The raiders are suspected to have come from neighbouring Lakes State, Payinjiar County authorities say, adding that 11 civilians were killed in last month’s raids. However, local people told Sudan Tribune on Monday that 17 people died in the December attacks.
An estimated 7,409 cattle were taken from Makur cattle camp, which hosts 100,000 heads of cattle, locals say.
James Gatluak Gatbuok a survivor from Makur attack says he alone lost 76 cows. He accused the government of neighbouring Lake State of involvement in their attack.
“I have told my state government those who came and attack us were not civilians, they are part of government security, I got surprise when they use machine guns something like PKM. I wonder how civilians got access to such heavy machine guns, let the government tell us whether civilians in Lake State have factory for manufacturing such heavy weapons”, said Gatbuok.
Authorities in Rumbek, the capital of Lakes State, have denied any involvement in the incident.
The spokesman for South Sudan’s army (SPLA), Colonel Philip Aguer, has also denied that the military is behind any cattle raiding attacks. Aguer told Sudan Tribune on Tuesday that there are criminals who dress in army uniform to tarnish the image of the SPLA.
Payinjiar County authorities say the December attack was provocative to both the government and civilians and have confirmed the deployment of security forces along roads in the area.

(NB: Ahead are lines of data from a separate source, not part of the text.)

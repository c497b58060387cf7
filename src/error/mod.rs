//! Error handling
//!
//! Defines error types and their mapping onto HTTP responses.

pub mod handlers;
pub mod types;

pub use handlers::{JsonError, error_to_status};
pub use types::*;
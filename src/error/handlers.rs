//! Error handlers
//!
//! Converts errors into status-coded HTTP responses. Details are logged on
//! the server; clients only see the message.

use axum::Json;
use axum::http::StatusCode;
use axum::response::{IntoResponse, Response};
use log::{error, warn};
use serde_json::json;

use crate::error::types::{AppError, AuthError, StorageError, TransferError};

/// Convert error to HTTP status code
pub fn error_to_status(err: &AppError) -> StatusCode {
    match err {
        AppError::Auth(AuthError::RateLimited) => StatusCode::TOO_MANY_REQUESTS,
        AppError::Auth(AuthError::MalformedInput(_)) => StatusCode::BAD_REQUEST,
        AppError::Auth(_) => StatusCode::UNAUTHORIZED,
        AppError::Storage(e) => storage_status(e),
        AppError::Transfer(TransferError::Storage(e)) => storage_status(e),
        AppError::Transfer(TransferError::FileTooLarge { .. }) => StatusCode::PAYLOAD_TOO_LARGE,
        AppError::Transfer(_) => StatusCode::BAD_REQUEST,
    }
}

fn storage_status(err: &StorageError) -> StatusCode {
    match err {
        StorageError::InvalidPath(_) => StatusCode::BAD_REQUEST,
        StorageError::NotFound(_) => StatusCode::NOT_FOUND,
        StorageError::Conflict(_) | StorageError::Busy(_) => StatusCode::CONFLICT,
        StorageError::PermissionDenied(_) => StatusCode::FORBIDDEN,
        StorageError::NotADirectory(_)
        | StorageError::IsADirectory(_)
        | StorageError::EmptyInput(_) => StatusCode::BAD_REQUEST,
        StorageError::Io(_) => StatusCode::INTERNAL_SERVER_ERROR,
    }
}

/// Log an error at a level matching its severity
pub fn handle_error(err: &AppError, status: StatusCode) {
    if status.is_server_error() {
        error!("Request failed ({}): {:?}", status, err);
    } else {
        warn!("Request rejected ({}): {}", status, err);
    }
}

/// Message shown to clients; internal failures are not echoed back
fn public_message(err: &AppError, status: StatusCode) -> String {
    if status.is_server_error() {
        "Internal server error".to_string()
    } else {
        err.to_string()
    }
}

impl IntoResponse for AppError {
    fn into_response(self) -> Response {
        let status = error_to_status(&self);
        handle_error(&self, status);
        (status, public_message(&self, status)).into_response()
    }
}

/// JSON flavoured error for the AJAX routes
#[derive(Debug)]
pub struct JsonError(pub AppError);

impl From<AppError> for JsonError {
    fn from(error: AppError) -> Self {
        JsonError(error)
    }
}

impl From<StorageError> for JsonError {
    fn from(error: StorageError) -> Self {
        JsonError(error.into())
    }
}

impl From<TransferError> for JsonError {
    fn from(error: TransferError) -> Self {
        JsonError(error.into())
    }
}

impl From<AuthError> for JsonError {
    fn from(error: AuthError) -> Self {
        JsonError(error.into())
    }
}

impl IntoResponse for JsonError {
    fn into_response(self) -> Response {
        let status = error_to_status(&self.0);
        handle_error(&self.0, status);
        let body = json!({
            "success": false,
            "message": public_message(&self.0, status),
        });
        (status, Json(body)).into_response()
    }
}

#[cfg(test)]
mod tests {
    use super::*;

    #[test]
    fn storage_errors_map_to_documented_codes() {
        let cases = [
            (StorageError::InvalidPath("..".into()), StatusCode::BAD_REQUEST),
            (StorageError::NotFound("a".into()), StatusCode::NOT_FOUND),
            (StorageError::Conflict("a".into()), StatusCode::CONFLICT),
            (StorageError::PermissionDenied("a".into()), StatusCode::FORBIDDEN),
            (StorageError::Busy("a".into()), StatusCode::CONFLICT),
        ];
        for (err, expected) in cases {
            assert_eq!(error_to_status(&AppError::Storage(err)), expected);
        }
    }

    #[test]
    fn upload_limits_map_to_payload_too_large() {
        let err = AppError::Transfer(TransferError::FileTooLarge {
            name: "big.bin".into(),
            limit: 10,
        });
        assert_eq!(error_to_status(&err), StatusCode::PAYLOAD_TOO_LARGE);
    }

    #[test]
    fn auth_errors_are_unauthorized() {
        let err = AppError::Auth(AuthError::InvalidSession);
        assert_eq!(error_to_status(&err), StatusCode::UNAUTHORIZED);
        let err = AppError::Auth(AuthError::RateLimited);
        assert_eq!(error_to_status(&err), StatusCode::TOO_MANY_REQUESTS);
    }

    #[test]
    fn internal_errors_hide_details() {
        let err = AppError::Storage(StorageError::Io(std::io::Error::other("secret path")));
        let status = error_to_status(&err);
        assert_eq!(status, StatusCode::INTERNAL_SERVER_ERROR);
        assert_eq!(public_message(&err, status), "Internal server error");
    }
}
//! Request bodies accepted by the routes

use serde::Deserialize;

/// `POST /sessionLogin`
#[derive(Debug, Deserialize)]
pub struct SessionLoginRequest {
    #[serde(rename = "idToken")]
    pub id_token: String,
}

/// `POST /create`
#[derive(Debug, Deserialize)]
pub struct CreateFileForm {
    #[serde(default)]
    pub title: String,
    #[serde(default)]
    pub details: String,
    #[serde(default)]
    pub semester: Option<String>,
    #[serde(default, rename = "currentFolder")]
    pub current_folder: Option<String>,
}

impl CreateFileForm {
    /// Target folder: the current folder, else the semester, else the root
    pub fn folder(&self) -> &str {
        [&self.current_folder, &self.semester]
            .into_iter()
            .flatten()
            .map(|s| s.trim())
            .find(|s| !s.is_empty())
            .unwrap_or("")
    }
}

/// `POST /create-folder`
#[derive(Debug, Deserialize)]
pub struct CreateFolderForm {
    #[serde(default, rename = "folderName")]
    pub folder_name: String,
    #[serde(default, rename = "currentFolder")]
    pub current_folder: String,
}

/// `POST /create-semester`
#[derive(Debug, Deserialize)]
pub struct CreateSemesterForm {
    #[serde(default, rename = "semesterName")]
    pub semester_name: String,
}

/// `POST /edit`
#[derive(Debug, Deserialize)]
pub struct EditForm {
    /// Current name (or path) of the entry
    #[serde(default)]
    pub previous: String,
    /// Folder `previous` lives in
    #[serde(default, rename = "previousPath")]
    pub previous_path: String,
    /// New name
    #[serde(default)]
    pub new: String,
    /// Replacement content, when the edit form submitted it
    #[serde(default)]
    pub details: Option<String>,
}
//! Transfer result types

/// Per-request upload limits
#[derive(Debug, Clone, Copy)]
pub struct UploadLimits {
    pub max_files: usize,
    pub max_file_size: u64,
}

impl UploadLimits {
    /// Request body limit that fits every allowed file plus multipart framing
    pub fn body_limit(&self) -> usize {
        let files = (self.max_files as u64).saturating_mul(self.max_file_size);
        usize::try_from(files.saturating_add(1024 * 1024)).unwrap_or(usize::MAX)
    }
}

impl Default for UploadLimits {
    fn default() -> Self {
        Self {
            max_files: 5,
            max_file_size: 10 * 1024 * 1024,
        }
    }
}

/// Result of an upload request
#[derive(Debug, Clone)]
pub struct UploadResult {
    /// Folder the files landed in, relative to the storage root
    pub folder: String,
    /// Generated names the files were stored under
    pub files: Vec<String>,
}

/// A document's bytes ready to be served
#[derive(Debug, Clone)]
pub struct RawFile {
    pub filename: String,
    pub content_type: &'static str,
    pub bytes: Vec<u8>,
}

#[cfg(test)]
mod tests {
    use super::*;

    #[test]
    fn body_limit_covers_every_file() {
        let limits = UploadLimits::default();
        assert_eq!(limits.body_limit(), 51 * 1024 * 1024);
    }

    #[test]
    fn body_limit_saturates() {
        let limits = UploadLimits {
            max_files: usize::MAX,
            max_file_size: u64::MAX,
        };
        assert_eq!(limits.body_limit(), usize::MAX);
    }
}
//! HTTP protocol surface
//!
//! Request bodies, response bodies, HTML views and the route handlers that
//! tie them to storage.

pub mod handlers;
pub mod requests;
pub mod responses;
pub mod views;
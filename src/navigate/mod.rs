//! Navigate module
//!
//! Lists folder contents for the browsing views: immediate children only,
//! reserved names hidden, folders first and newest first.

mod operations;
mod results;

// Re-export public types and functions
pub use operations::{RESERVED_NAME, list_folder, sort_entries};
pub use results::{DirEntry, FolderListing};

Michael Thoar Gatpan, a Payinjiar official, says both Unity and Lake State have not deployed enough forces in the area to protect civilians. The axis between Unity, Lakes an Warrap is one of South Sudan’s must dangerous internal borders, with cross-border raids and counter attacks a common occurrence.

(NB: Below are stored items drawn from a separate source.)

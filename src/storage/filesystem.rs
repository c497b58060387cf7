//! File system operations
//!
//! Thin async wrappers over `tokio::fs` shared by the lister, renderer and
//! mutation handlers.

use std::fs::Metadata;
use std::io::Result;
use std::path::Path;
use std::time::{SystemTime, UNIX_EPOCH};
use tokio::fs;

/// Prefix of uploads still being written
pub const PARTIAL_PREFIX: &str = ".partial-";

/// Whether `name` is an upload that has not been moved into place yet
pub fn is_partial_upload(name: &str) -> bool {
    name.starts_with(PARTIAL_PREFIX)
}

/// Create a directory and any missing parents
pub async fn create_directory(path: &Path) -> Result<()> {
    fs::create_dir_all(path).await
}

/// Check if anything exists at `path`
pub async fn entry_exists(path: &Path) -> Result<bool> {
    fs::try_exists(path).await
}

/// Check if file exists
pub async fn file_exists(path: &Path) -> bool {
    matches!(fs::metadata(path).await, Ok(meta) if meta.is_file())
}

/// Creation time, falling back to modification time where the filesystem
/// does not record birth time.
pub fn created_at(meta: &Metadata) -> SystemTime {
    meta.created()
        .or_else(|_| meta.modified())
        .unwrap_or(UNIX_EPOCH)
}
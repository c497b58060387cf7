//! Transfer module
//!
//! Handles multipart uploads into the storage tree and raw byte downloads
//! for embedded images and PDFs.

pub mod download;
pub mod results;
pub mod upload;

pub use download::read_raw;
pub use results::{RawFile, UploadLimits, UploadResult};
pub use upload::{store_uploads, unique_stored_name};
//! File system storage management
//!
//! Handles path validation and the create, rename and delete operations on
//! documents and folders.

pub mod filesystem;
pub mod operations;
pub mod results;
pub mod validation;

pub use operations::{create_file, create_folder, create_semester, delete_entry, rename_entry};
pub use results::{CreateResult, DeleteResult, RenameResult};
pub use validation::{StorageRoot, sanitize_name};
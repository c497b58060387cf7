//! Markdown to sanitized HTML

use pulldown_cmark::{Event, Options, Parser, html};

/// Render GitHub-flavoured Markdown, keeping single line breaks, and strip
/// anything unsafe (scripts, event handlers, `javascript:` links) from the
/// result.
pub fn markdown_to_html(source: &str) -> String {
    let options = Options::ENABLE_TABLES
        | Options::ENABLE_STRIKETHROUGH
        | Options::ENABLE_TASKLISTS
        | Options::ENABLE_FOOTNOTES;

    let parser = Parser::new_ext(source, options).map(|event| match event {
        Event::SoftBreak => Event::HardBreak,
        other => other,
    });

    let mut rendered = String::with_capacity(source.len() * 3 / 2);
    html::push_html(&mut rendered, parser);
    ammonia::clean(&rendered)
}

“The cattle raiders move freely from there to there but we have no good control between states government where they can also try to control those cattle raiders”, added Gatpan.
Payinjiar authorities report that the state government sent an extra 150 security forces after the raid on Makur last month. Ezekiel Lony Kaok a resident at Payinjiar County says cattle raiding is a major challenge for people in the area after they were disarmed and promised protection by the SPLA.
After decades of civil war South Sudan remains awash with small arms despite government attempts to disarm civilians. However, communities that have handed over their weapons complain that they are now vulnerable to attack.
Kaok says that for the last three years people from Payinjiar have been unable to defend themselves due to the poor government response to cattle raids. He claims that the death of innocent civilians is due to the South Sudanese government’s "weak disarmament" policy.
“Every day we die and this death come us a result of weak disarmament, leaving other civilians with guns on their hand and disarm one side, if that is the matter let government return back our guns in order to protect our cattle from raiders”, said Kaok.
Although the cycle of cattle raiding continues in South Sudan despite the disarmament efforts, locals say that state government are not acting to stop the problem. One suggestion to end the disputes over cattle is that owners must bear certificates of registration to prove the ownership of their cattle.